It was during this period that a bitter rivalry developed between Mitchell and the pioneer Army aviator (and prima donna) Benjamin Foulois. AlthoughMitchell may be America’s premier airpower prophet and martyr, Foulois rightly deserves to be called the father of American airpower. He flew with Orville Wright in 1909 on the Army’s acceptance tests for its first airplane. He took Army No. 1 to Fort Sam Houston and, as ordered, taught himself to fly it. He helped form the Army’s first Provisional Aero Company and commanded 1st Aero Squadron during General John J. Pershing’s Punitive Expedition against Pancho Villa. Foulois’s command represented America’s first employment of airpower on a major expedition. Although the squadron was incapable of adequately accomplishing its reconnaissance mission due to the inferiority of its airplanes, valuable lessons were learned that would be useful when Foulois helped build an American air force for World War I.10

Mitchell, from his comfortable perch at aviation headquarters in Washington, DC, harassed Foulois in the Mexican desert during the Punitive Expedition about such details as unauthorized purchases of gasoline. Later, as the United States mobilized for war in Europe, Mitchell’s plans for the expansion of the Air Service overlooked establishing bases in the U.S. South and Southwest with their superior weather. Instead he focused on basing in the North and East, which was politically astute but revealed his ignorance on such practical matters as good flying conditions.11

Foulois referred to Mitchell’s tour of duty in the Aviation Section as “a supreme irony which almost wrecked military aviation in this country.”12 Foulois continued, “Billy must have known that his days were numbered insofar as his usefulness as Squier’s deputy was concerned. In March [1917] Mitchell asked for orders detailing him for duty as an observer of military aviation in Europe. As soon as Mitchell left, I was ordered to Washington to take his place.”13

Mitchell was actually well suited for the job as an official observer because he spoke French, and the assignment provided an ideal stepping-stone to combat command. He toured the front, took detailed notes, and learned about air strategy, tactics, and organization through repetitive visits with the French and British air commanders and their units.14 Most important, Mitchell’s job required him to systematically record, reflect on, and analyze what he saw. “I was a different breed of cat from any of the others they had seen,” he wrote in his hotel room at Chalons after visiting French pursuit commander Victor Menard. “Deep into the night they could hear my typewriter clicking as I wrote up my notes.”15

Mitchell kept up this habit of writing about daily experiences in his journal throughout the war as he moved from one position to another.16 The modern reader cannot help but be impressed with his observations and analysis. Thus, it was not only being one of the first American aviation officers on the scene, but also his systematic and disciplined approach to learning that helped Mitchell develop a superior understanding of air warfare. By reviewing, writing, and processing his daily observations, he developed the insights that would help him learn the operational art from the airman’s perspective. Keeping a journal helped him learn.

The Air Service Expands

As the American Expeditionary Force (AEF) and its Air Service expanded in France during 1917, officers moved from position to position, as did Mitchell. He quickly advanced to colonel, becoming the air commander of the Zone of Advance. During this period, however, Mitchell commanded no aviation units because none had yet arrived in the Zone of Advance. He functioned mainly as a planner, all the while anticipating, studying, and laying the groundwork for the future employment of American airpower.17

The main effort for the Air Service at this time was not Mitchell’s responsibility but rather that of his counterpart, Colonel Raynal Bolling, who commanded the Zone of the Interior and focused on the larger job of aircraft procurement, training, and reception of deploying units that were beginning to arrive in France. Pershing had decided to conduct the final organization, training, and equipping of the Air Service in France because the Americans were so far behind the Europeans in military aviation. It was a key strategic decision perfectly suited to the strategy of the French and British, who needed to build American partnership capacity to help them win the war.

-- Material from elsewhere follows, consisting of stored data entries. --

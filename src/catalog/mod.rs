//! The fixed list of purchasable plans and their feature bullets.
//!
//! Lookups never fail: a price reference the catalog does not know (a legacy
//! price, a foreign one, or garbage) is simply `None`.

pub mod features;
pub mod plans;

use std::collections::HashSet;

use regex::Regex;

use crate::error::CatalogError;
use crate::types::plan::{Plan, PlanId};

use self::features::PLAN_FEATURES;
use self::plans::PLANS;

pub fn plans() -> &'static [Plan] {
    &PLANS
}

pub fn find_plan_by_price_ref(price_ref: &str) -> Option<&'static Plan> {
    PLANS.iter().find(|plan| plan.price_ref == price_ref)
}

pub fn find_plan_by_id(id: PlanId) -> Option<&'static Plan> {
    PLANS.iter().find(|plan| plan.id == id)
}

pub fn features_for(id: PlanId) -> &'static [&'static str] {
    let features = PLAN_FEATURES
        .iter()
        .find(|(plan_id, _)| *plan_id == id)
        .map(|(_, features)| *features)
        .unwrap_or(&[]);

    debug_assert!(!features.is_empty(), "plan {} has no feature list", id.as_str());
    features
}

/// Checked once at startup, the service refuses to boot on a bad catalog.
pub fn validate_catalog() -> Result<(), CatalogError> {
    validate_plans(&PLANS, &PLAN_FEATURES)
}

fn validate_plans(plans: &[Plan], features: &[(PlanId, &[&str])]) -> Result<(), CatalogError> {
    let price_ref_format = Regex::new(r"^price_[A-Za-z0-9]+$").unwrap();

    let mut ids = HashSet::new();
    let mut price_refs = HashSet::new();

    for plan in plans {
        if !ids.insert(plan.id) {
            return Err(CatalogError::DuplicateId(plan.id.to_string()));
        }

        if !price_refs.insert(plan.price_ref) {
            return Err(CatalogError::DuplicatePriceRef(plan.price_ref.to_string()));
        }

        if !price_ref_format.is_match(plan.price_ref) {
            return Err(CatalogError::MalformedPriceRef(plan.price_ref.to_string()));
        }

        let has_features = features
            .iter()
            .any(|(plan_id, list)| *plan_id == plan.id && !list.is_empty());
        if !has_features {
            return Err(CatalogError::MissingFeatures(plan.id.to_string()));
        }
    }

    Ok(())
}

#[cfg(test)]
mod tests {
    use super::*;
    use crate::types::plan::PurchaseMode;

    #[test]
    fn shipped_catalog_is_valid() {
        assert_eq!(validate_catalog(), Ok(()));
        for plan in plans() {
            assert!(!features_for(plan.id).is_empty());
        }
    }

    #[test]
    fn finds_known_price_refs() {
        let plan = find_plan_by_price_ref("price_1Rld87B3EpSJW5YnV8tOpDWp").unwrap();
        assert_eq!(plan.id, PlanId::GzSubscription);
        assert_eq!(plan.name, "GZ Movement Subscription");
        assert_eq!(plan.mode, PurchaseMode::Recurring);

        let plan = find_plan_by_price_ref("price_1RldPRB3EpSJW5YnfboA5W46").unwrap();
        assert_eq!(plan.display_price, "$1,000.00");
    }

    #[test]
    fn unknown_price_refs_are_not_found() {
        for price_ref in [
            "",
            "price_",
            "price_unknown",
            "PRICE_1RLD87B3EPSJW5YNV8TOPDWP",
            " price_1Rld87B3EpSJW5YnV8tOpDWp",
            "gz-subscription",
            "\u{0}",
        ] {
            assert!(find_plan_by_price_ref(price_ref).is_none(), "{price_ref:?}");
        }
    }

    #[test]
    fn finds_plans_by_id() {
        let plan = find_plan_by_id(PlanId::OnlineTraining).unwrap();
        assert_eq!(plan.price_ref, "price_1RldKgB3EpSJW5Yns3fZoQr6");
    }

    #[test]
    fn rejects_duplicate_price_refs() {
        let mut broken = PLANS.to_vec();
        broken[1].price_ref = broken[0].price_ref;

        assert_eq!(
            validate_plans(&broken, &PLAN_FEATURES),
            Err(CatalogError::DuplicatePriceRef(broken[0].price_ref.to_string()))
        );
    }

    #[test]
    fn rejects_malformed_price_refs() {
        let mut broken = PLANS.to_vec();
        broken[2].price_ref = "prod_123";

        assert_eq!(
            validate_plans(&broken, &PLAN_FEATURES),
            Err(CatalogError::MalformedPriceRef(String::from("prod_123")))
        );
    }

    #[test]
    fn rejects_plans_without_features() {
        let features: Vec<(PlanId, &[&str])> = PLAN_FEATURES
            .iter()
            .filter(|(plan_id, _)| *plan_id != PlanId::OnlineTraining)
            .cloned()
            .collect();

        assert_eq!(
            validate_plans(&PLANS, &features),
            Err(CatalogError::MissingFeatures(String::from("gz-online-training")))
        );
    }
}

This so-called Dual Monarchy of Bolling and Mitchell ended with the arrival of Benjamin Foulois in November 1917.18 Foulois was the obvious choice to lead the Air Service because of his command of 1st Aero Squadron on Pershing’s Punitive Expedition. He had quickly advanced from major to brigadier general back in Washington where he had finished laying the groundwork for the mobilization of American airpower.

Foulois brought his own staff and reassigned both Bolling and Mitchell to new jobs, removing them from key positions in the headquarters and replacing them with officers who had accompanied him across the Atlantic. Mitchell was greatly embittered with this treatment: “A more incompetent lot of air warriors had never arrived in the zone of active military operations since the war began. . . . The competent men, who had learned their duties in the face of the enemy, were displaced and their positions taken by these carpetbaggers.”19

Foulois’s dismissal of Bolling and Mitchell was a colossal error. The veteran from the Punitive Expedition failed to transition from tactical to senior leadership, where building consensus with other senior leaders and peers is so important. In effect, his reassignment of Mitchell and Bolling decapitated the Air Service at a time when recently acquired institutional knowledge was more important than ever. The growth rate of the Air Service was just then rapidly accelerating as the effect of American mobilization began to make itself felt.

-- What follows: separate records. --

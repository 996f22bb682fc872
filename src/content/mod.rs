//! Static workout, schedule and progress content served to subscribers.

pub mod progress;
pub mod schedule;
pub mod workouts;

Foulois assigned Mitchell to be the chief of Air Service, I Corps.20 Though a personal setback, this “demotion” removed Mitchell just as a tsunami of administrative and logistical issues arrived at the doorstep of his successor. American aero squadrons were beginning to reach the Zone of Advance at various organization and training centers (pursuit, bombardment, observation), where they received their aircraft and equipment and were made combat ready before being assigned to the front.21 In contrast, when Mitchell arrived at the recently organized I Corps headquarters, it did not yet have operational control of any American combat units. As before, he did not command much of anything. He joined a headquarters whose staff was itself undergoing organization and training.

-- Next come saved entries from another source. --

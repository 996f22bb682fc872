//! Client for the hosted auth/data service. Only the two reads the app needs
//! are implemented: resolving a session from an access token and the
//! current user's subscription row.

pub mod auth;
pub mod subscriptions;

use std::time::Duration;

use reqwest::{Client, RequestBuilder};

use crate::error::AppError;

const REQUEST_TIMEOUT: Duration = Duration::from_secs(10);

#[derive(Debug, Clone)]
pub struct SupabaseClient {
    client: Client,
    base_url: String,
    anon_key: String,
}

impl SupabaseClient {
    pub fn new(base_url: &str, anon_key: &str) -> Result<Self, AppError> {
        let client = Client::builder().timeout(REQUEST_TIMEOUT).build()?;

        Ok(SupabaseClient {
            client,
            base_url: base_url.trim_end_matches('/').to_string(),
            anon_key: anon_key.to_string(),
        })
    }

    fn get(&self, path: &str, access_token: &str) -> RequestBuilder {
        self.client
            .get(format!("{}{}", self.base_url, path))
            .header("accept", "application/json")
            .header("apikey", &self.anon_key)
            .bearer_auth(access_token)
    }
}
use std::str::FromStr;

use crate::types::content::{Achievement, DayActivity, PeriodStats, ProgressReport};

#[derive(Debug, Clone, Copy, PartialEq, Eq)]
pub enum Period {
    Week,
    Month,
    Year,
}

impl Period {
    pub fn as_str(&self) -> &'static str {
        match self {
            Period::Week => "week",
            Period::Month => "month",
            Period::Year => "year",
        }
    }

    pub fn label(&self) -> &'static str {
        match self {
            Period::Week => "This Week",
            Period::Month => "This Month",
            Period::Year => "This Year",
        }
    }

    pub fn stats(&self) -> PeriodStats {
        match self {
            Period::Week => PeriodStats { workouts: 4, minutes: 68, streak: 3, goal: 5 },
            Period::Month => PeriodStats { workouts: 16, minutes: 280, streak: 8, goal: 20 },
            Period::Year => PeriodStats { workouts: 89, minutes: 1420, streak: 12, goal: 150 },
        }
    }
}

impl FromStr for Period {
    type Err = ();

    fn from_str(s: &str) -> Result<Period, Self::Err> {
        match s {
            "week" => Ok(Period::Week),
            "month" => Ok(Period::Month),
            "year" => Ok(Period::Year),
            _ => Err(()),
        }
    }
}

pub static ACHIEVEMENTS: [Achievement; 4] = [
    Achievement {
        id: 1,
        title: "First Steps",
        description: "Completed your first workout",
        earned: true,
        earned_label: Some("2 weeks ago"),
        progress: None,
    },
    Achievement {
        id: 2,
        title: "Consistency Champion",
        description: "7 days in a row",
        earned: true,
        earned_label: Some("1 week ago"),
        progress: None,
    },
    Achievement {
        id: 3,
        title: "Mobility Master",
        description: "10 mobility sessions",
        earned: true,
        earned_label: Some("3 days ago"),
        progress: None,
    },
    Achievement {
        id: 4,
        title: "Goal Crusher",
        description: "Reached monthly goal",
        earned: false,
        earned_label: None,
        progress: Some(80),
    },
];

pub static WEEKLY_ACTIVITY: [DayActivity; 7] = [
    DayActivity { day: "Mon", completed: true, duration: 15 },
    DayActivity { day: "Tue", completed: true, duration: 20 },
    DayActivity { day: "Wed", completed: false, duration: 0 },
    DayActivity { day: "Thu", completed: true, duration: 12 },
    DayActivity { day: "Fri", completed: true, duration: 18 },
    DayActivity { day: "Sat", completed: false, duration: 0 },
    DayActivity { day: "Sun", completed: false, duration: 0 },
];

/// Percentage of the goal reached, rounded down and capped at 100.
pub fn goal_progress(stats: &PeriodStats) -> u8 {
    if stats.goal == 0 {
        return 100;
    }

    let percent = u64::from(stats.workouts) * 100 / u64::from(stats.goal);
    percent.min(100) as u8
}

pub fn progress_report(period: Period) -> ProgressReport {
    let stats = period.stats();

    ProgressReport {
        period: period.as_str(),
        label: period.label(),
        goal_progress: goal_progress(&stats),
        stats,
        achievements: &ACHIEVEMENTS,
        weekly_activity: &WEEKLY_ACTIVITY,
    }
}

Like the other members of the staff, Mitchell conducted a study of his area of responsibility undistracted by the daily grind of command. This time he focused on the enemy: the organization, aircraft, and operations of the German air force.22 Thus, by the spring of 1918, Mitchell had spent a year in France, developed plans for the tactical organization of the Air Service, and conducted in-depth studies of both the friendly and opposing air forces. He knew more about these subjects than any other senior American officer.

Subsequently, the first observation and pursuit squadrons arrived in the I Corps area, known as the Toul sector. This was a quiet part of the front where American units gained initial combat experience under the control of the French Eighth Army. It was a peculiar command arrangement that provided Mitchell with maximum flexibility. He was not responsible for the orchestration of flying operations, nor did he issue daily operations orders because the French army performed this function, but he did have administrative jurisdiction. Captain Philip Roosevelt, the operations officer of 1st Pursuit Group, wrote, “God knows what his authority was, but as usual we decided that if it came to a question of getting along . . . we would do all the getting along.”23These early operations provided Mitchell the opportunity to begin taking the measure of his men and machines in their first combats.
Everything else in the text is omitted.